Stimmt es, dass der US-Geheimdienst NSA seinerzeit verhindern wollte, dass Ihr Buch "The Codebreakers" erscheint?
Kahn: Ja, das ist richtig. Die Dechiffrier-Spezialisten der NSA konnten damals viele Codes problemlos knacken, weil kaum ein Normalbürger wusste, wie eine gute Verschlüsselung funktioniert. Die NSA wollte daher auf keinen Fall, dass ein Buch mit kryptologischem Know-how in die Buchläden kam. Es hat aber nichts genutzt. Der Verlag ließ sich nicht einschüchtern, und das Buch kam auf den Markt.
Wie kamen Sie überhaupt dazu, sich mit der Geschichte der Kryptologie zu beschäftigen?
Kahn: Es gab schon vor "The Codebreakers" einige Bücher, die dieses Thema behandelten - wenn auch nicht so ausführlich und nicht mit wissenschaftlichem Anspruch. Eines davon ist "Secret and Urgent" von Fletcher Pratt. Dieses wunderbare Buch habe ich mit 14 Jahren gelesen, und ich war fasziniert. Seit damals hat mich die Verschlüsselungstechnik nicht mehr losgelassen. Später habe ich Sozialwissenschaften studiert und mich in wissenschaftlicher Form damit beschäftigt. 1967 erschien dann "The Codebreakers".
Nicht nur in Deutschland steht die berühmte Verschlüsselungsmaschine "Enigma" für das wohl bekannteste Kapitel der Verschlüsselungsgeschichte.
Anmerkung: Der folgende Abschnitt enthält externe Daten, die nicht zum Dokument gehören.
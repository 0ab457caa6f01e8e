//! Four-component weighted scoring (§4.G), grounded in the teacher's
//! explainable-scoring idiom (`ScoringEngine` holding config, producing a
//! breakdown of named [`ScoreComponent`]s plus a final multiplier).

use mailqual_model::{Address, FilterConfig, Metadata, ScoreBreakdown, ScoreComponent};

/// Built-in catalogue of free personal-email providers (distinct from the
/// config's `personal_domains`, which is a hard exclusion list an operator
/// curates per deployment).
const PERSONAL_EMAIL_PROVIDERS: &[&str] = &[
    "gmail.com",
    "yahoo.com",
    "hotmail.com",
    "outlook.com",
    "aol.com",
    "icloud.com",
    "protonmail.com",
    "mail.com",
    "gmx.com",
    "yandex.com",
    "live.com",
    "msn.com",
    "zoho.com",
];

const GENERIC_TLDS: &[&str] = &["com", "net", "org", "info", "biz"];

/// `validation_status` values treated as a soft delivery failure for the
/// engagement component.
const SOFT_FAILURE_STATUSES: &[&str] =
    &["soft_bounce", "unknown", "risky", "catch_all", "unverified"];

pub struct ScoringEngine<'a> {
    config: &'a FilterConfig,
}

impl<'a> ScoringEngine<'a> {
    pub fn new(config: &'a FilterConfig) -> Self {
        Self { config }
    }

    /// Score a single non-excluded address. `metadata` is whatever the
    /// Metadata Store has on record for it, if anything.
    pub fn score(&self, address: &Address, metadata: Option<&Metadata>) -> ScoreBreakdown {
        let email_quality = self.email_quality(address);
        let company_relevance = self.company_relevance(address, metadata);
        let geographic_priority = self.geographic_priority(address, metadata);
        let engagement = self.engagement(metadata);

        ScoreBreakdown {
            email_quality,
            company_relevance,
            geographic_priority,
            engagement,
            applied_bonuses: Vec::new(),
            bonus_product: 1.0,
        }
    }

    pub fn raw_score(&self, breakdown: &ScoreBreakdown) -> f64 {
        let w = &self.config.weights;
        w.email_quality * breakdown.email_quality
            + w.company_relevance * breakdown.company_relevance
            + w.geographic_priority * breakdown.geographic_priority
            + w.engagement * breakdown.engagement
    }

    fn email_quality(&self, address: &Address) -> f64 {
        let mut score = 0.0;
        let domain = address.domain().to_ascii_lowercase();
        let local = address.local_part().to_ascii_lowercase();

        if !PERSONAL_EMAIL_PROVIDERS.iter().any(|p| *p == domain) {
            score += 40.0;
        }
        if self.config.role_prefixes.iter().any(|r| r.eq_ignore_ascii_case(&local)) {
            score += 20.0;
        }
        if local.len() >= 3 {
            score += 20.0;
        }
        let tld = address.tld().to_ascii_lowercase();
        let matches_target_country = self
            .config
            .target_country
            .as_deref()
            .is_some_and(|target| target.eq_ignore_ascii_case(&tld));
        if !GENERIC_TLDS.contains(&tld.as_str()) && matches_target_country {
            score += 10.0;
        }
        if !local.is_empty() && local.bytes().all(|b| b.is_ascii_digit()) {
            score -= 10.0;
        }
        score.clamp(0.0, 100.0)
    }

    fn company_relevance(&self, address: &Address, metadata: Option<&Metadata>) -> f64 {
        let tokens = relevance_tokens(address, metadata);
        let keywords = &self.config.industry_keywords;
        let mut score = 0.0;
        for token in &tokens {
            if keywords.primary.contains(token) {
                score += 10.0;
            }
            if keywords.secondary.contains(token) {
                score += 5.0;
            }
            if keywords.processes.contains(token) || keywords.materials.contains(token) {
                score += 3.0;
            }
            if keywords.negative.contains(token) {
                score -= 15.0;
            }
        }
        score.clamp(0.0, 100.0)
    }

    fn geographic_priority(&self, address: &Address, metadata: Option<&Metadata>) -> f64 {
        let domain = address.domain().to_ascii_lowercase();
        let tld = address.tld().to_ascii_lowercase();
        let country = metadata.and_then(|m| m.country.as_deref()).unwrap_or("").to_ascii_lowercase();
        let city = metadata.and_then(|m| m.city.as_deref()).unwrap_or("").to_ascii_lowercase();

        let matches = |terms: &std::collections::BTreeSet<String>| {
            terms.iter().any(|term| {
                let term = term.to_ascii_lowercase();
                domain.contains(&term) || tld == term || country == term || city == term
            })
        };

        let priorities = &self.config.geographic_priorities;
        if matches(&priorities.high) {
            80.0
        } else if matches(&priorities.medium) {
            40.0
        } else if matches(&priorities.low) {
            10.0
        } else {
            0.0
        }
    }

    fn engagement(&self, metadata: Option<&Metadata>) -> f64 {
        let mut score = 60.0;
        if let Some(metadata) = metadata {
            if metadata.meta_description.as_deref().is_some_and(|s| !s.is_empty()) {
                score += 20.0;
            }
            if metadata.company_name.as_deref().is_some_and(|s| !s.is_empty()) {
                score += 20.0;
            }
            if metadata
                .validation_status
                .as_deref()
                .is_some_and(|s| SOFT_FAILURE_STATUSES.iter().any(|soft| soft.eq_ignore_ascii_case(s)))
            {
                score -= 20.0;
            }
        }
        score.clamp(0.0, 100.0)
    }

    /// Applicable bonus multipliers for this address: a bonus applies when
    /// its `name` appears as a case-folded substring anywhere across the
    /// domain and the metadata text fields used for relevance scoring.
    /// `§3`'s `BonusMultiplier` carries only `(name, multiplier)`, so `name`
    /// doubles as the match token.
    pub fn applied_bonuses(&self, address: &Address, metadata: Option<&Metadata>) -> Vec<ScoreComponent> {
        let haystack = relevance_haystack(address, metadata);
        self.config
            .bonus_multipliers
            .iter()
            .filter(|b| haystack.contains(&b.name.to_ascii_lowercase()))
            .map(|b| ScoreComponent {
                name: "bonus",
                value: b.multiplier,
                description: format!("'{}' matched, x{}", b.name, b.multiplier),
            })
            .collect()
    }

    pub fn bonus_product(&self, bonuses: &[ScoreComponent]) -> f64 {
        let product: f64 = bonuses.iter().map(|b| b.value).product();
        let product = if bonuses.is_empty() { 1.0 } else { product };
        product.min(self.config.bonus_cap)
    }
}

fn relevance_haystack(address: &Address, metadata: Option<&Metadata>) -> String {
    let mut haystack = address.domain().to_ascii_lowercase();
    if let Some(metadata) = metadata {
        for field in [&metadata.company_name, &metadata.meta_description, &metadata.meta_keywords] {
            if let Some(value) = field {
                haystack.push(' ');
                haystack.push_str(&value.to_ascii_lowercase());
            }
        }
    }
    haystack
}

fn relevance_tokens(address: &Address, metadata: Option<&Metadata>) -> Vec<String> {
    relevance_haystack(address, metadata)
        .split(|c: char| !c.is_alphanumeric())
        .filter(|t| !t.is_empty())
        .map(str::to_string)
        .collect()
}
pub mod blocklist;
pub mod cache;
pub mod filter;
pub mod metadata;
pub mod process;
Wann haben Sie zum ersten Mal von der Enigma gehört?
Kahn: Als ich die erste Ausgabe von "The Codebreakers" geschrieben habe. Mir war damals klar, dass die Enigma eine wichtige Verschlüsselungsmaschine war, mit der die Deutschen im Zweiten Weltkrieg ihren Funkverkehr verschlüsselt hatten. Damals war allerdings noch nicht bekannt, welche Dramen sich im Zusammenhang mit der Enigma abgespielt hatten. Erst in den siebziger Jahren kam die Wahrheit ans Licht: Die Briten hatten die Enigma im Zweiten Weltkrieg geknackt und erhebliche Vorteile daraus gezogen. In der zweiten Ausgabe von "The Codebreakers", die 1996 erschienen ist, bin ich natürlich auf diese Geschichte eingegangen.
Die Deutschen haben von den britischen Dechiffrier-Erfolgen nichts mitbekommen. Warum haben die Nazi-Größen die Sicherheit ihrer wichtigsten Verschlüsselungsmaschine derart überschätzt?
Kahn: Die Briten hatten mit Alan Turing einen genialen Mathematiker in ihren Reihen, der eine Möglichkeit fand, Enigma-Funksprüche zu lösen. Damit hatten die Deutschen nicht gerechnet.
In der Geschichte der Kryptologie gibt es viele weitere Beispiele für geknackte Codes. Welches ist für sie die größte Leistung, die je ein Codeknacker vollbracht hat?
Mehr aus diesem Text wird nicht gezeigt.